Stored data

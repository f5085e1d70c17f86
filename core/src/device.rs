/*
 * SPDX-FileCopyrightText: 2026 Wavelens GmbH <info@wavelens.io>
 *
 * SPDX-License-Identifier: AGPL-3.0-only
 */

use chrono::Utc;
use sea_orm::ActiveValue::Set;
use sea_orm::{
    ActiveModelTrait, ColumnTrait, Condition, EntityTrait, IntoActiveModel, PaginatorTrait,
    QueryFilter, QueryOrder, QuerySelect,
};
use std::sync::Arc;

use super::authorization::{authorize, authorize_reference, require_owner};
use super::database::get_device;
use super::error::{CoreError, CoreResult};
use super::lifecycle::delete_device_tree;
use super::ownership::EntityRef;
use super::pagination::{window, Page, PageRequest};
use super::permission::{Action, Resource};
use super::types::*;
use super::validate::{validate_device, DenyPatterns};

/// Device names are unique across the whole installation; a collision
/// names the single key field.
pub async fn check_duplicate_device(
    state: Arc<ServerState>,
    device_name: &str,
    exclude: Option<i64>,
) -> CoreResult<()> {
    let mut condition = Condition::all().add(CDevice::DeviceName.eq(device_name));

    if let Some(id) = exclude {
        condition = condition.add(CDevice::Id.ne(id));
    }

    let existing = EDevice::find().filter(condition).one(&state.db).await?;

    if existing.is_some() {
        return Err(CoreError::Duplicate(vec!["device_name".to_string()]));
    }

    Ok(())
}

fn project_ref(data: &DeviceData) -> CoreResult<i64> {
    match data.project {
        Some(id) if id > 0 => Ok(id),
        _ => Err(CoreError::not_found(Resource::Project.name())),
    }
}

pub async fn save_device(
    state: Arc<ServerState>,
    user: &MUser,
    data: DeviceData,
) -> CoreResult<MDevice> {
    authorize(
        Arc::clone(&state),
        user,
        Resource::Device,
        Action::Save,
        None,
    )
    .await?;

    let project_id = project_ref(&data)?;

    let patterns = DenyPatterns::from_cli(&state.cli);
    let violations = validate_device(&data, &patterns);
    if !violations.is_empty() {
        return Err(CoreError::Validation(violations));
    }

    authorize_reference(Arc::clone(&state), user, EntityRef::Project(project_id)).await?;

    let device_name = data.device_name.unwrap_or_default();
    check_duplicate_device(Arc::clone(&state), &device_name, None).await?;

    let now = Utc::now().naive_utc();
    let adevice = ADevice {
        entity_version: Set(1),
        project: Set(project_id),
        device_name: Set(device_name),
        brand: Set(data.brand),
        model: Set(data.model),
        firmware_version: Set(data.firmware_version),
        software_version: Set(data.software_version),
        description: Set(data.description),
        created_at: Set(now),
        updated_at: Set(now),
        ..Default::default()
    };

    let device = adevice.insert(&state.db).await?;

    tracing::info!("Created device {} in project {}", device.id, project_id);

    Ok(device)
}

pub async fn update_device(
    state: Arc<ServerState>,
    user: &MUser,
    device_id: i64,
    data: DeviceData,
) -> CoreResult<MDevice> {
    authorize(
        Arc::clone(&state),
        user,
        Resource::Device,
        Action::Update,
        None,
    )
    .await?;

    let project_id = project_ref(&data)?;

    let patterns = DenyPatterns::from_cli(&state.cli);
    let violations = validate_device(&data, &patterns);
    if !violations.is_empty() {
        return Err(CoreError::Validation(violations));
    }

    require_owner(Arc::clone(&state), user, EntityRef::Device(device_id)).await?;
    authorize_reference(Arc::clone(&state), user, EntityRef::Project(project_id)).await?;

    let device = get_device(Arc::clone(&state), device_id).await?;

    let device_name = data.device_name.unwrap_or_default();
    check_duplicate_device(Arc::clone(&state), &device_name, Some(device_id)).await?;

    let mut adevice = device.clone().into_active_model();
    adevice.project = Set(project_id);
    adevice.device_name = Set(device_name);
    adevice.brand = Set(data.brand);
    adevice.model = Set(data.model);
    adevice.firmware_version = Set(data.firmware_version);
    adevice.software_version = Set(data.software_version);
    adevice.description = Set(data.description);
    adevice.entity_version = Set(device.entity_version + 1);
    adevice.updated_at = Set(Utc::now().naive_utc());

    Ok(adevice.update(&state.db).await?)
}

pub async fn find_device(
    state: Arc<ServerState>,
    user: &MUser,
    device_id: i64,
) -> CoreResult<MDevice> {
    authorize(
        Arc::clone(&state),
        user,
        Resource::Device,
        Action::Find,
        Some(EntityRef::Device(device_id)),
    )
    .await?;

    get_device(state, device_id).await
}

/// Ordered, paginated listing of a project's devices. The parent project
/// must resolve to the acting user.
pub async fn find_devices_by_project(
    state: Arc<ServerState>,
    user: &MUser,
    project_id: i64,
    request: PageRequest,
) -> CoreResult<Page<MDevice>> {
    authorize(
        Arc::clone(&state),
        user,
        Resource::Device,
        Action::FindAll,
        Some(EntityRef::Project(project_id)),
    )
    .await?;

    let query = EDevice::find().filter(CDevice::Project.eq(project_id));

    let total = query.clone().count(&state.db).await?;
    let window = window(request, total);

    let results = query
        .order_by_asc(CDevice::Id)
        .offset(window.offset)
        .limit(window.delta)
        .all(&state.db)
        .await?;

    Ok(window.finish(results))
}

pub async fn delete_device(
    state: Arc<ServerState>,
    user: &MUser,
    device_id: i64,
) -> CoreResult<()> {
    authorize(
        Arc::clone(&state),
        user,
        Resource::Device,
        Action::Remove,
        Some(EntityRef::Device(device_id)),
    )
    .await?;

    delete_device_tree(state, device_id).await
}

● What the task requires: Starting at the top of the data above, repeat every line exactly until the line containing "installation; a collision" has been given, then stop.

● Task response:
repository f5085e1d70c17f86
filename core/src/device.rs
/*
 * SPDX-FileCopyrightText: 2026 Wavelens GmbH <info@wavelens.io>
 *
 * SPDX-License-Identifier: AGPL-3.0-only
 */

use chrono::Utc;
use sea_orm::ActiveValue::Set;
use sea_orm::{
    ActiveModelTrait, ColumnTrait, Condition, EntityTrait, IntoActiveModel, PaginatorTrait,
    QueryFilter, QueryOrder, QuerySelect,
};
use std::sync::Arc;

use super::authorization::{authorize, authorize_reference, require_owner};
use super::database::get_device;
use super::error::{CoreError, CoreResult};
use super::lifecycle::delete_device_tree;
use super::ownership::EntityRef;
use super::pagination::{window, Page, PageRequest};
use super::permission::{Action, Resource};
use super::types::*;
use super::validate::{validate_device, DenyPatterns};

/// Device names are unique across the whole installation; a collision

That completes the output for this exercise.